▸ WHAT YOU WILL DO
The response must contain every line below in which "false" appears.
------ STORED DATA ------
use crate::ports::LoggerPort;

/// Native logger writing to stdout/stderr with a `pushbridge` prefix.
#[derive(Debug, Clone, Copy)]
pub struct ConsoleLogger;

impl ConsoleLogger {
    pub fn new() -> Self {
        Self
    }
}

impl Default for ConsoleLogger {
    fn default() -> Self {
        Self::new()
    }
}

impl LoggerPort for ConsoleLogger {
    fn log(&self, message: &str) {
        println!("[pushbridge] {message}");
    }

    fn error(&self, message: &str) {
        eprintln!("[pushbridge:ERROR] {message}");
    }

    fn warn(&self, message: &str) {
        eprintln!("[pushbridge:WARN] {message}");
    }
}

#[cfg(test)]
mod tests {
    use super::*;

    #[test]
    fn test_logger_levels() {
        let logger = ConsoleLogger::new();
        logger.log("subscribed notification");
        logger.warn("replaced listener");
        logger.error("bridge missing");
    }
}
/// Sink for the bridge's diagnostics: subscription changes, dropped events and
/// fire-and-forget calls the platform refused.
///
/// Implemented by `console.*` on wasm and by stdout/stderr on native targets.
pub trait LoggerPort: Send + Sync {
    fn log(&self, message: &str);

    fn warn(&self, message: &str);

    /// Failures that cannot be returned to a caller.
    fn error(&self, message: &str);
}
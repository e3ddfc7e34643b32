pub mod completion;
pub mod factory;
pub mod types;

pub use factory::{notification_from_payload, APS_KEY};
pub use types::{Alert, DeliveredNotification, FetchResult, Notification};
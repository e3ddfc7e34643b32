use crate::domain::error::PushError;
use crate::domain::notification::{DeliveredNotification, FetchResult};
use crate::domain::permissions::{AuthorizationStatus, Permissions, RequestedPermissions};
use crate::domain::request::{LocalNotificationDetails, NotificationCategory, OutboundRequest};
use crate::ports::{EventCallback, SubscriptionHandle, TransportPort};
use async_trait::async_trait;
use serde_json::{Map, Value};
use std::cell::{Cell, RefCell};
use std::rc::{Rc, Weak};

/// Outbound call recorded by [`LoopbackTransport`].
#[derive(Debug, Clone, PartialEq)]
pub enum TransportCall {
    AddNotificationRequest(OutboundRequest),
    SetNotificationCategories(Vec<NotificationCategory>),
    PresentLocalNotification(LocalNotificationDetails),
    ScheduleLocalNotification(LocalNotificationDetails),
    CancelAllLocalNotifications,
    CancelLocalNotifications(Map<String, Value>),
    RemoveAllPendingNotificationRequests,
    RemovePendingNotificationRequests(Vec<String>),
    RemoveAllDeliveredNotifications,
    RemoveDeliveredNotifications(Vec<String>),
    SetApplicationIconBadgeNumber(i64),
    RequestPermissions(RequestedPermissions),
    AbandonPermissions,
    FinishRemoteNotification {
        notification_id: String,
        fetch_result: FetchResult,
    },
}

struct Listener {
    id: u64,
    event_name: String,
    callback: Rc<dyn Fn(Value)>,
}

type Listeners = Rc<RefCell<Vec<Listener>>>;

pub struct LoopbackSubscription {
    id: u64,
    listeners: Weak<RefCell<Vec<Listener>>>,
}

impl SubscriptionHandle for LoopbackSubscription {
    fn remove(&self) {
        if let Some(listeners) = self.listeners.upgrade() {
            listeners.borrow_mut().retain(|listener| listener.id != self.id);
        }
    }
}

/// In-process notification center for native hosts and tests.
///
/// Keeps pending requests, delivered notifications, the badge number and the
/// granted permissions in memory, records every outbound call, and lets the
/// host emit events the way the platform bridge would.
#[derive(Default)]
pub struct LoopbackTransport {
    listeners: Listeners,
    next_listener_id: Cell<u64>,
    calls: RefCell<Vec<TransportCall>>,
    pending: RefCell<Vec<OutboundRequest>>,
    delivered: RefCell<Vec<DeliveredNotification>>,
    scheduled_legacy: RefCell<Vec<LocalNotificationDetails>>,
    badge_number: Cell<i64>,
    granted: Cell<Option<Permissions>>,
    initial_notification: RefCell<Option<Value>>,
    permission_rejection: RefCell<Option<String>>,
    subscription_refusal: RefCell<Option<String>>,
}

impl LoopbackTransport {
    pub fn new() -> Self {
        Self::default()
    }

    /// Delivers `payload` to every listener subscribed to `event_name`, in subscription order.
    pub fn emit(&self, event_name: &str, payload: Value) {
        let callbacks: Vec<Rc<dyn Fn(Value)>> = self
            .listeners
            .borrow()
            .iter()
            .filter(|listener| listener.event_name == event_name)
            .map(|listener| listener.callback.clone())
            .collect();

        for callback in callbacks {
            callback(payload.clone());
        }
    }

    pub fn listener_count(&self) -> usize {
        self.listeners.borrow().len()
    }

    pub fn calls(&self) -> Vec<TransportCall> {
        self.calls.borrow().clone()
    }

    /// Fetch completions received so far.
    pub fn finished(&self) -> Vec<(String, FetchResult)> {
        self.calls
            .borrow()
            .iter()
            .filter_map(|call| match call {
                TransportCall::FinishRemoteNotification {
                    notification_id,
                    fetch_result,
                } => Some((notification_id.clone(), *fetch_result)),
                _ => None,
            })
            .collect()
    }

    pub fn pending_requests(&self) -> Vec<OutboundRequest> {
        self.pending.borrow().clone()
    }

    pub fn badge_number(&self) -> i64 {
        self.badge_number.get()
    }

    pub fn set_initial_notification(&self, payload: Option<Value>) {
        *self.initial_notification.borrow_mut() = payload;
    }

    /// Marks a notification as shown in Notification Center.
    pub fn deliver(&self, notification: DeliveredNotification) {
        self.delivered.borrow_mut().push(notification);
    }

    /// Makes the next permission request fail with `message`.
    pub fn reject_next_permission_request(&self, message: impl Into<String>) {
        *self.permission_rejection.borrow_mut() = Some(message.into());
    }

    /// Makes the next `add_listener` fail with `message`.
    pub fn refuse_next_subscription(&self, message: impl Into<String>) {
        *self.subscription_refusal.borrow_mut() = Some(message.into());
    }

    fn record(&self, call: TransportCall) {
        self.calls.borrow_mut().push(call);
    }
}

#[async_trait(?Send)]
impl TransportPort for LoopbackTransport {
    fn add_listener(
        &self,
        event_name: &str,
        callback: EventCallback,
    ) -> Result<Box<dyn SubscriptionHandle>, PushError> {
        if let Some(message) = self.subscription_refusal.borrow_mut().take() {
            return Err(PushError::rejection(message));
        }

        let id = self.next_listener_id.get();
        self.next_listener_id.set(id + 1);

        self.listeners.borrow_mut().push(Listener {
            id,
            event_name: event_name.to_owned(),
            callback: Rc::from(callback),
        });

        Ok(Box::new(LoopbackSubscription {
            id,
            listeners: Rc::downgrade(&self.listeners),
        }))
    }

    fn add_notification_request(&self, request: &OutboundRequest) {
        let mut pending = self.pending.borrow_mut();
        pending.retain(|existing| existing.id != request.id);
        pending.push(request.clone());
        drop(pending);
        self.record(TransportCall::AddNotificationRequest(request.clone()));
    }

    fn set_notification_categories(&self, categories: &[NotificationCategory]) {
        self.record(TransportCall::SetNotificationCategories(categories.to_vec()));
    }

    fn present_local_notification(&self, details: &LocalNotificationDetails) {
        self.record(TransportCall::PresentLocalNotification(details.clone()));
    }

    fn schedule_local_notification(&self, details: &LocalNotificationDetails) {
        self.scheduled_legacy.borrow_mut().push(details.clone());
        self.record(TransportCall::ScheduleLocalNotification(details.clone()));
    }

    fn cancel_all_local_notifications(&self) {
        self.scheduled_legacy.borrow_mut().clear();
        self.record(TransportCall::CancelAllLocalNotifications);
    }

    fn cancel_local_notifications(&self, user_info: &Map<String, Value>) {
        self.scheduled_legacy.borrow_mut().retain(|details| {
            let info = details.user_info.as_ref();
            !user_info
                .iter()
                .all(|(key, value)| info.and_then(|info| info.get(key)) == Some(value))
        });
        self.record(TransportCall::CancelLocalNotifications(user_info.clone()));
    }

    fn remove_all_pending_notification_requests(&self) {
        self.pending.borrow_mut().clear();
        self.record(TransportCall::RemoveAllPendingNotificationRequests);
    }

    fn remove_pending_notification_requests(&self, identifiers: &[String]) {
        self.pending
            .borrow_mut()
            .retain(|request| !identifiers.contains(&request.id));
        self.record(TransportCall::RemovePendingNotificationRequests(
            identifiers.to_vec(),
        ));
    }

    fn remove_all_delivered_notifications(&self) {
        self.delivered.borrow_mut().clear();
        self.record(TransportCall::RemoveAllDeliveredNotifications);
    }

    fn remove_delivered_notifications(&self, identifiers: &[String]) {
        self.delivered
            .borrow_mut()
            .retain(|notification| !identifiers.contains(&notification.identifier));
        self.record(TransportCall::RemoveDeliveredNotifications(
            identifiers.to_vec(),
        ));
    }

    fn set_application_icon_badge_number(&self, number: i64) {
        self.badge_number.set(number);
        self.record(TransportCall::SetApplicationIconBadgeNumber(number));
    }

    fn abandon_permissions(&self) {
        self.granted.set(None);
        self.record(TransportCall::AbandonPermissions);
    }

    fn on_finish_remote_notification(&self, notification_id: &str, fetch_result: FetchResult) {
        self.record(TransportCall::FinishRemoteNotification {
            notification_id: notification_id.to_owned(),
            fetch_result,
        });
    }

    async fn request_permissions(
        &self,
        requested: &RequestedPermissions,
    ) -> Result<Permissions, PushError> {
        self.record(TransportCall::RequestPermissions(*requested));

        if let Some(message) = self.permission_rejection.borrow_mut().take() {
            return Err(PushError::rejection(message));
        }

        let granted = Permissions {
            alert: requested.alert,
            badge: requested.badge,
            sound: requested.sound,
            critical: requested.critical.unwrap_or(false),
            lock_screen: Some(requested.alert),
            notification_center: Some(requested.alert),
            authorization_status: Some(AuthorizationStatus::Authorized),
        };
        self.granted.set(Some(granted));
        Ok(granted)
    }

    async fn check_permissions(&self) -> Result<Permissions, PushError> {
        Ok(self.granted.get().unwrap_or(Permissions {
            authorization_status: Some(AuthorizationStatus::NotDetermined),
            ..Permissions::default()
        }))
    }

    async fn get_initial_notification(&self) -> Result<Option<Value>, PushError> {
        Ok(self.initial_notification.borrow().clone())
    }

    async fn get_delivered_notifications(&self) -> Result<Vec<DeliveredNotification>, PushError> {
        Ok(self.delivered.borrow().clone())
    }

    async fn get_pending_notification_requests(&self) -> Result<Vec<Value>, PushError> {
        self.pending
            .borrow()
            .iter()
            .map(|request| {
                serde_json::to_value(request).map_err(|e| PushError::rejection(e.to_string()))
            })
            .collect()
    }

    async fn get_scheduled_local_notifications(&self) -> Result<Vec<Value>, PushError> {
        self.scheduled_legacy
            .borrow()
            .iter()
            .map(|details| {
                serde_json::to_value(details).map_err(|e| PushError::rejection(e.to_string()))
            })
            .collect()
    }

    async fn get_application_icon_badge_number(&self) -> Result<i64, PushError> {
        Ok(self.badge_number.get())
    }
}

#[cfg(test)]
mod tests {
    use super::*;
    use futures::executor::block_on;
    use serde_json::json;

    #[test]
    fn test_emit_reaches_only_matching_channel() {
        let transport = LoopbackTransport::new();
        let hits = Rc::new(Cell::new(0));
        let sink = hits.clone();

        let _handle = transport
            .add_listener("a", Box::new(move |_| sink.set(sink.get() + 1)))
            .unwrap();
        transport.emit("a", json!({}));
        transport.emit("b", json!({}));

        assert_eq!(hits.get(), 1);
    }

    #[test]
    fn test_removed_subscription_stops_receiving() {
        let transport = LoopbackTransport::new();
        let hits = Rc::new(Cell::new(0));
        let sink = hits.clone();

        let handle = transport
            .add_listener("a", Box::new(move |_| sink.set(sink.get() + 1)))
            .unwrap();
        handle.remove();
        handle.remove();
        transport.emit("a", json!({}));

        assert_eq!(hits.get(), 0);
        assert_eq!(transport.listener_count(), 0);
    }

    #[test]
    fn test_pending_requests_replace_same_id() {
        let transport = LoopbackTransport::new();
        let request = OutboundRequest {
            id: "r".to_string(),
            title: None,
            subtitle: None,
            body: Some("first".to_string()),
            badge: None,
            sound: None,
            category: None,
            thread_id: None,
            fire_date: None,
            repeats: None,
            repeats_component: Default::default(),
            is_silent: None,
            is_critical: None,
            critical_sound_volume: None,
            user_info: None,
        };
        let replacement = OutboundRequest {
            body: Some("second".to_string()),
            ..request.clone()
        };

        transport.add_notification_request(&request);
        transport.add_notification_request(&replacement);

        assert_eq!(transport.pending_requests(), vec![replacement]);
    }

    #[test]
    fn test_permission_rejection_is_single_shot() {
        let transport = LoopbackTransport::new();
        let requested = RequestedPermissions {
            alert: true,
            badge: false,
            sound: false,
            critical: None,
        };
        transport.reject_next_permission_request("denied");

        assert_eq!(
            block_on(transport.request_permissions(&requested)),
            Err(PushError::rejection("denied"))
        );
        assert!(block_on(transport.request_permissions(&requested)).is_ok());
    }

    #[test]
    fn test_cancel_local_notifications_matches_user_info() {
        let transport = LoopbackTransport::new();
        let mut keep = LocalNotificationDetails {
            alert_body: "keep".to_string(),
            ..LocalNotificationDetails::default()
        };
        keep.user_info = json!({"id": 1}).as_object().cloned();
        let mut drop_me = keep.clone();
        drop_me.alert_body = "drop".to_string();
        drop_me.user_info = json!({"id": 2, "extra": true}).as_object().cloned();

        transport.schedule_local_notification(&keep);
        transport.schedule_local_notification(&drop_me);
        let filter = json!({"id": 2}).as_object().cloned().unwrap_or_default();
        transport.cancel_local_notifications(&filter);

        let scheduled = block_on(transport.get_scheduled_local_notifications()).unwrap();
        assert_eq!(scheduled.len(), 1);
        assert_eq!(scheduled[0]["alertBody"], json!("keep"));
    }
}
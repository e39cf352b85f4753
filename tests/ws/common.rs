#![allow(dead_code)]

use std::time::Duration;

use futures_util::{SinkExt, StreamExt};
use serde_json::{Value, json};
use sqlx::PgPool;
use testcontainers::runners::AsyncRunner;
use testcontainers_modules::postgres::Postgres;
use tokio::net::TcpListener;
use tokio_tungstenite::tungstenite;

/// A running server plus two registered users (white and black), grounded
/// on the teacher's `tests/ws/common.rs` harness shape, minus the cookie
/// jars: identity here is a bearer token, not a session cookie.
pub struct TestServer {
    pub addr: String,
    pub pool: PgPool,
    pub state: hydra_chess::AppState,
    pub white_id: i64,
    pub black_id: i64,
    white_token: String,
    black_token: String,
    // Keep the container alive for the lifetime of the test.
    _container: testcontainers::ContainerAsync<Postgres>,
}

impl TestServer {
    pub async fn start() -> Self {
        Self::start_with_timeouts(15, 60).await
    }

    /// Start with shortened first-move/disconnect timers so scenarios that
    /// depend on them don't have to run for real minutes.
    pub async fn start_with_timeouts(first_move_timeout_secs: i64, disconnect_timeout_secs: i64) -> Self {
        let container = Postgres::default().start().await.unwrap();
        let host = container.get_host().await.unwrap();
        let port = container.get_host_port_ipv4(5432).await.unwrap();
        let database_url = format!("postgres://postgres:postgres@{host}:{port}/postgres");

        let pool = sqlx::PgPool::connect(&database_url).await.unwrap();
        hydra_chess::db::run_migrations(&pool).await.unwrap();

        let (white_id, white_token) = Self::register(&pool, "test-white", 1200).await;
        let (black_id, black_token) = Self::register(&pool, "test-black", 1200).await;

        let (router, state) = hydra_chess::build_router_with_timeouts(
            pool.clone(),
            64,
            first_move_timeout_secs,
            disconnect_timeout_secs,
        )
        .await;

        let listener = TcpListener::bind("127.0.0.1:0").await.unwrap();
        let addr = listener.local_addr().unwrap().to_string();
        tokio::spawn(async move {
            axum::serve(listener, router).await.unwrap();
        });

        TestServer {
            addr,
            pool,
            state,
            white_id,
            black_id,
            white_token,
            black_token,
            _container: container,
        }
    }

    async fn register(pool: &PgPool, login: &str, rating: i32) -> (i64, String) {
        let token = format!("{login}-api-token");
        let id: i64 = sqlx::query_scalar(
            "INSERT INTO users (login, rating, api_token) VALUES ($1, $2, $3) RETURNING id",
        )
        .bind(login)
        .bind(rating)
        .bind(&token)
        .fetch_one(pool)
        .await
        .unwrap();
        (id, token)
    }

    /// Registers a third user at a given rating, returning (id, token).
    pub async fn register_extra(&self, login: &str, rating: i32) -> (i64, String) {
        Self::register(&self.pool, login, rating).await
    }

    /// Creates a `CREATED` game directly in storage (bypassing matchmaking),
    /// the way the teacher's harness hits storage/API directly to set up a
    /// fixture rather than always driving the full flow under test.
    pub async fn create_game(&self, total_clock_secs: i64) -> i64 {
        let game = hydra_chess::models::game::Game::create(
            &self.pool,
            self.white_id,
            self.black_id,
            1200,
            1200,
            total_clock_secs * 1_000_000,
        )
        .await
        .unwrap();
        hydra_chess::models::user::User::set_current_game(&self.pool, self.white_id, Some(game.id))
            .await
            .unwrap();
        hydra_chess::models::user::User::set_current_game(&self.pool, self.black_id, Some(game.id))
            .await
            .unwrap();
        game.id
    }

    /// Creates a game and runs it through `engine::start_game`, so the
    /// first-move timer is scheduled exactly as it would be after a real
    /// matchmaker pairing.
    pub async fn create_started_game(&self, total_clock_secs: i64) -> i64 {
        let game_id = self.create_game(total_clock_secs).await;
        hydra_chess::services::engine::start_game(&self.state, game_id)
            .await
            .unwrap();
        game_id
    }

    pub async fn reload_user(&self, user_id: i64) -> hydra_chess::models::user::User {
        hydra_chess::models::user::User::find_by_id(&self.pool, user_id).await.unwrap()
    }

    pub async fn reload_game(&self, game_id: i64) -> hydra_chess::models::game::Game {
        hydra_chess::models::game::Game::find_by_id(&self.pool, game_id).await.unwrap()
    }

    pub async fn ws_white(&self) -> WsClient {
        self.ws_connect(&self.white_token).await
    }

    pub async fn ws_black(&self) -> WsClient {
        self.ws_connect(&self.black_token).await
    }

    pub async fn ws_as(&self, token: &str) -> WsClient {
        self.ws_connect(token).await
    }

    async fn ws_connect(&self, token: &str) -> WsClient {
        let url = format!("ws://{}/ws", self.addr);
        let request = tungstenite::http::Request::builder()
            .uri(&url)
            .header("Authorization", format!("Bearer {token}"))
            .header("Host", &self.addr)
            .header("Connection", "Upgrade")
            .header("Upgrade", "websocket")
            .header("Sec-WebSocket-Version", "13")
            .header(
                "Sec-WebSocket-Key",
                tungstenite::handshake::client::generate_key(),
            )
            .body(())
            .unwrap();

        let (stream, _response) = tokio_tungstenite::connect_async(request)
            .await
            .expect("WebSocket connect failed");

        let (sink, stream) = stream.split();
        WsClient { sink, stream }
    }
}

pub struct WsClient {
    sink: futures_util::stream::SplitSink<
        tokio_tungstenite::WebSocketStream<
            tokio_tungstenite::MaybeTlsStream<tokio::net::TcpStream>,
        >,
        tungstenite::Message,
    >,
    stream: futures_util::stream::SplitStream<
        tokio_tungstenite::WebSocketStream<
            tokio_tungstenite::MaybeTlsStream<tokio::net::TcpStream>,
        >,
    >,
}

impl WsClient {
    pub async fn send(&mut self, msg: Value) {
        self.sink
            .send(tungstenite::Message::Text(msg.to_string().into()))
            .await
            .expect("WS send failed");
    }

    pub async fn recv(&mut self) -> Value {
        self.recv_timeout(Duration::from_secs(5)).await
    }

    pub async fn recv_timeout(&mut self, timeout: Duration) -> Value {
        let msg = tokio::time::timeout(timeout, self.stream.next())
            .await
            .expect("WS recv timed out")
            .expect("WS stream ended")
            .expect("WS recv error");

        match msg {
            tungstenite::Message::Text(text) => {
                serde_json::from_str(&text).expect("WS message not valid JSON")
            }
            other => panic!("Expected text WS message, got: {other:?}"),
        }
    }

    /// Skip messages until one has a matching `type` tag. Returns that message.
    pub async fn recv_type(&mut self, ty: &str) -> Value {
        self.recv_type_timeout(ty, Duration::from_secs(10)).await
    }

    pub async fn recv_type_timeout(&mut self, ty: &str, budget: Duration) -> Value {
        let deadline = tokio::time::Instant::now() + budget;
        loop {
            let remaining = deadline.saturating_duration_since(tokio::time::Instant::now());
            let msg = self.recv_timeout(remaining).await;
            if msg.get("type").and_then(|k| k.as_str()) == Some(ty) {
                return msg;
            }
        }
    }

    pub async fn search_game(&mut self, time_control_seconds: i32) {
        self.send(json!({"type": "search_game", "time_control_seconds": time_control_seconds}))
            .await;
    }

    pub async fn cancel_search(&mut self) {
        self.send(json!({"type": "cancel_search"})).await;
    }

    pub async fn make_move(&mut self, game_id: i64, san: &str) {
        self.send(json!({"type": "make_move", "game_id": game_id, "san": san}))
            .await;
    }

    pub async fn resign(&mut self, game_id: i64) {
        self.send(json!({"type": "resign", "game_id": game_id})).await;
    }

    pub async fn make_draw_offer(&mut self, game_id: i64) {
        self.send(json!({"type": "make_draw_offer", "game_id": game_id}))
            .await;
    }

    pub async fn accept_draw_offer(&mut self, game_id: i64) {
        self.send(json!({"type": "accept_draw_offer", "game_id": game_id}))
            .await;
    }

    pub async fn decline_draw_offer(&mut self, game_id: i64) {
        self.send(json!({"type": "decline_draw_offer", "game_id": game_id}))
            .await;
    }

    pub async fn reconnect(&mut self, game_id: i64) {
        self.send(json!({"type": "connect", "request_type": "game", "game_id": game_id}))
            .await;
    }

    /// Closes the connection, simulating a dropped socket.
    pub async fn close(self) {
        let mut sink = self.sink;
        let _ = sink.close().await;
    }
}
pub async fn end_game(
    state: &AppState,
    game_id: i64,
    result: GameResult,
    reason: String,
    update_ratings: bool,
) -> Result<(), AppError> {
    let finalized = state
        .store
        .with_lock("game", game_id, LOCK_WAIT, LOCK_HOLD, || async {
            let game = Game::find_by_id(&state.db, game_id).await?;
            if game.state() == GameState::Finished {
                return Ok(None);
            }

            for handle in [
                game.first_move_timeout_id.clone(),
                game.white_time_is_up_id.clone(),
                game.black_time_is_up_id.clone(),
                game.white_disconnect_timeout_id.clone(),
                game.black_disconnect_timeout_id.clone(),
            ]
            .into_iter()
            .flatten()
            {
                timers::cancel(&state.db, &handle).await?;
            }

            Game::set_finished(&state.db, game_id, result).await?;
            User::set_current_game(&state.db, game.white_user_id, None).await?;
            User::set_current_game(&state.db, game.black_user_id, None).await?;

            let white = User::find_by_id(&state.db, game.white_user_id).await?;
            let black = User::find_by_id(&state.db, game.black_user_id).await?;

            let (white_delta, black_delta) = if update_ratings {
                let white_deltas = rating::deltas(white.rating, black.rating, white.k_factor);
                let black_deltas = rating::deltas(black.rating, white.rating, black.k_factor);
                let (wd, bd) = match result {
                    GameResult::WhiteWins => (white_deltas.win, black_deltas.lose),
                    GameResult::BlackWins => (white_deltas.lose, black_deltas.win),
                    GameResult::Draw => (white_deltas.draw, black_deltas.draw),
                    GameResult::Cancelled | GameResult::Ongoing => (0, 0),
                };

                let white_games_played = white.games_played + 1;
                let black_games_played = black.games_played + 1;
                let white_rating = white.rating + wd;
                let black_rating = black.rating + bd;
                User::apply_rating_result(
                    &state.db,
                    white.id,
                    white_rating,
                    white_games_played,
                    rating::next_k_factor(white.k_factor, white_games_played, white_rating),
                )
                .await?;
                User::apply_rating_result(
                    &state.db,
                    black.id,
                    black_rating,
                    black_games_played,
                    rating::next_k_factor(black.k_factor, black_games_played, black_rating),
                )
                .await?;
                (wd, bd)
            } else {
                (0, 0)
            };

            Ok(Some((game, white_delta, black_delta)))
        })
        .await?;

    let Some((game, white_delta, black_delta)) = finalized else {
        return Ok(());
    };

    for &color in &[Color::White, Color::Black] {
        let (delta, outcome) = match color {
            Color::White => (white_delta, outcome_label(result, Color::White)),
            Color::Black => (black_delta, outcome_label(result, Color::Black)),
        };
        state
            .router
            .emit(
                Target::User(game.user_id_of(color)),
                ServerEvent::GameEnded {
                    result: outcome,
                    reason: reason.clone(),
                    rating_delta: delta,
                },
            )
            .await;
    }
    state
        .router
        .emit(
            Target::GameRoom(game_id),
            ServerEvent::GameEnded {
                result: outcome_label(result, Color::White),
                reason: String::new(),
                rating_delta: 0,
            },
        )
        .await;

    Ok(())
}

fn outcome_label(result: GameResult, color: Color) -> String {
    match result {
        GameResult::Draw => "draw".to_string(),
        GameResult::Cancelled => "interrupted".to_string(),
        GameResult::WhiteWins => {
            if color == Color::White { "won".to_string() } else { "lost".to_string() }
        }
        GameResult::BlackWins => {
            if color == Color::Black { "won".to_string() } else { "lost".to_string() }
        }
        GameResult::Ongoing => "interrupted".to_string(),
    }
}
------
▸ RESULT
            critical: requested.critical.unwrap_or(false),
            badge: false,
            sound: false,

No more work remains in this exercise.